La Veille stratégique et géopolitique de la Turquie de l’Institut Thomas More est un outil mensuel de suivi et d’analyse de l’actualité géopolitique turque et du monde turcophone. Elle est présentée en anglais et en français et est composée de trois parties: Analyses et débats, Résumés des principales publications et Tableau de veille. La Veille N°19 couvre la période allant du 1er avril au 1er mai 2023. Pour lire en français.

Part 1. Analyses and Debates • Analyses et débats
Ankara-Washington : le pire des bilans avant les élections
Poutine pourrait-il faire gagner les élections à Erdogan ?
La Turquie cherche la sécurité des frontières du Sud-Est à Damas et à Moscou
Part 2. A Brief Outlook on Turkish Analyses • Bref regard sur des analyses turques
La crise à Sulaymaniyah et les relations entre la Turquie et le KYB
Crise pétrolière irakienne : éviter le piège du « perdant-perdant »
L’obsession turque de la Grèce

Ankara-Washington : le pire des bilans avant les élections

A l’approche des élections, les relations entre Ankara et Washington sont au plus mal. Aux crises existantes s’en ajoutent de nouvelles. Alors que Erdogan parle de « donner une leçon » aux États-Unis lors des élections du 14 mai, les soupçons de Washington à l’égard d’Ankara ne font que croître. Il est clair que Washington ne souhaite pas que le gouvernement d’Erdogan se perpétue. Washington observe calmement mais attentivement la période avant les élections.

Depuis deux mois, certains développements en Irak et dans le nord de la Syrie constituent un point important de tension. Le 15 mars, un hélicoptère s’est écrasé alors qu’il se déplaçait entre la zone tenue par le PYD-YPG, dans le nord de la Syrie et la ville de Sulaymaniyah, contrôlée par Talabani, au nord-est de l’Irak. L’équipage de l’hélicoptère a été identifié comme étant des unités du PYD-YPG. Soulignant que la région est sous contrôle américain, Ankara a accusé Washington de collaborer avec les terroristes et a suspendu les vols civils vers Sulaymaniyah jusqu’en juillet. Washington insiste sur le fait que les Forces démocratiques syriennes (FDS) ne sont pas des membres du PKK et que leur partenariat s’inscrit dans le cadre de la mission visant à vaincre Daesh (ISIS).
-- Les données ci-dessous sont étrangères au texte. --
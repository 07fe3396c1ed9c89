//! Given-When-Then harness for signup scenarios.

#![allow(clippy::module_name_repetitions)]
#![allow(clippy::expect_used)] // Setup failures abort the test with a message
#![allow(clippy::missing_panics_doc)]

use crate::fixtures::{in_memory_hub, upcoming_draft};
use crate::mocks::test_clock;
use volunteer_hub_core::error::HubError;
use volunteer_hub_core::service::SignupReceipt;
use volunteer_hub_core::types::Event;

/// Type alias for result assertion functions
type ResultAssertion = Box<dyn FnOnce(&Result<SignupReceipt, HubError>)>;

/// Type alias for stored-event assertion functions
type EventAssertion = Box<dyn FnOnce(&Event)>;

/// Fluent API for testing one signup against a prepared event.
///
/// # Example
///
/// ```ignore
/// use volunteer_hub_testing::SignupScenario;
///
/// SignupScenario::new()
///     .given_role("Photographer", 1)
///     .given_signup(0, "Ada", "ada@example.com")
///     .when_signup(0, "Bob", "bob@example.com")
///     .then_result(|result| {
///         assert_eq!(result.as_ref().unwrap_err().kind(), ErrorKind::RoleFull);
///     })
///     .then_event(|event| assert_eq!(event.roles[0].volunteers.len(), 1))
///     .run()
///     .await;
/// ```
#[derive(Default)]
pub struct SignupScenario {
    roles: Vec<(String, i64)>,
    prior: Vec<(usize, String, String)>,
    action: Option<(usize, String, String)>,
    result_assertions: Vec<ResultAssertion>,
    event_assertions: Vec<EventAssertion>,
}

impl SignupScenario {
    /// Create an empty scenario
    #[must_use]
    pub fn new() -> Self {
        Self::default()
    }

    /// Add a role to the event
    #[must_use]
    pub fn given_role(mut self, name: &str, slots: i64) -> Self {
        self.roles.push((name.to_string(), slots));
        self
    }

    /// Sign someone up before the action under test
    #[must_use]
    pub fn given_signup(mut self, role_index: usize, name: &str, email: &str) -> Self {
        self.prior
            .push((role_index, name.to_string(), email.to_string()));
        self
    }

    /// The signup under test
    #[must_use]
    pub fn when_signup(mut self, role_index: usize, name: &str, email: &str) -> Self {
        self.action = Some((role_index, name.to_string(), email.to_string()));
        self
    }

    /// Assert on the signup's result
    #[must_use]
    pub fn then_result<F>(mut self, assertion: F) -> Self
    where
        F: FnOnce(&Result<SignupReceipt, HubError>) + 'static,
    {
        self.result_assertions.push(Box::new(assertion));
        self
    }

    /// Assert on the stored event after the signup
    #[must_use]
    pub fn then_event<F>(mut self, assertion: F) -> Self
    where
        F: FnOnce(&Event) + 'static,
    {
        self.event_assertions.push(Box::new(assertion));
        self
    }

    /// Build the event, replay the given signups, run the action and check
    /// every assertion.
    ///
    /// # Panics
    ///
    /// Panics if no action was set, setup fails, or an assertion fails.
    pub async fn run(self) {
        let (hub, store) = in_memory_hub(test_clock());
        let roles: Vec<(&str, i64)> = self
            .roles
            .iter()
            .map(|(name, slots)| (name.as_str(), *slots))
            .collect();

        let event = hub
            .create(upcoming_draft("Scenario Event", &roles))
            .await
            .expect("scenario event should be valid");

        for (role_index, name, email) in &self.prior {
            hub.sign_up(event.id, *role_index, name, email)
                .await
                .expect("given signups should succeed");
        }

        let (role_index, name, email) = self.action.expect("when_signup was not called");
        let result = hub.sign_up(event.id, role_index, &name, &email).await;

        for assertion in self.result_assertions {
            assertion(&result);
        }

        let stored = store
            .snapshot(event.id)
            .expect("scenario event should still exist")
            .event;
        for assertion in self.event_assertions {
            assertion(&stored);
        }
    }
}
Le 7 avril, dans la même région, un hélicoptère transportant des soldats américains et Mazlum Kobani, le commandant des FDS, visé par une notice rouge d’Ankara en tant que membre de l’organisation terroriste PKK, a fait l’objet d’une attaque de drone. Selon certaines allégations, la Turquie pourrait être à l’origine de cet attentat. Les soupçons à l’égard de la Turquie se sont accrus, mais l’attentat, qui n’a pas fait de victimes, est passé sous silence. Qu’en serait-il si des soldats américains étaient morts dans cet accident en même temps que le commandant des FDS ?

Par ailleurs, les documents du ministère américain de la défense sur la guerre en Ukraine, qui ont fait l’objet d’une fuite, contiennent une information selon laquelle la Turquie aurait négocié la vente d’armes et d’équipements au groupe militaire privé russe Wagner. Il n’y a rien de précis sur l’identité de ces « contacts » et sur le rôle ou non du gouvernement turc. Il n’est pas prouvé que la Turquie envisage sérieusement de vendre des armes au groupe Wagner. D’autre part, au regard des désaccords stratégiques turco-russes en Syrie et en Libye, il serait irréaliste de vendre des armes turques à Wagner. Toutefois, la révélation qu’un allié de l’OTAN pourrait vouloir aider la Russie dans sa guerre contre l’Ukraine, au moment même où la Turquie bloque la candidature suédoise, aurait un effet préjudiciable. Le fait que le nom de la Turquie ait été mentionné dans ce contexte dans cette fuite d’informations classifiées américaines montre qu’elle est devenue un acteur suspect.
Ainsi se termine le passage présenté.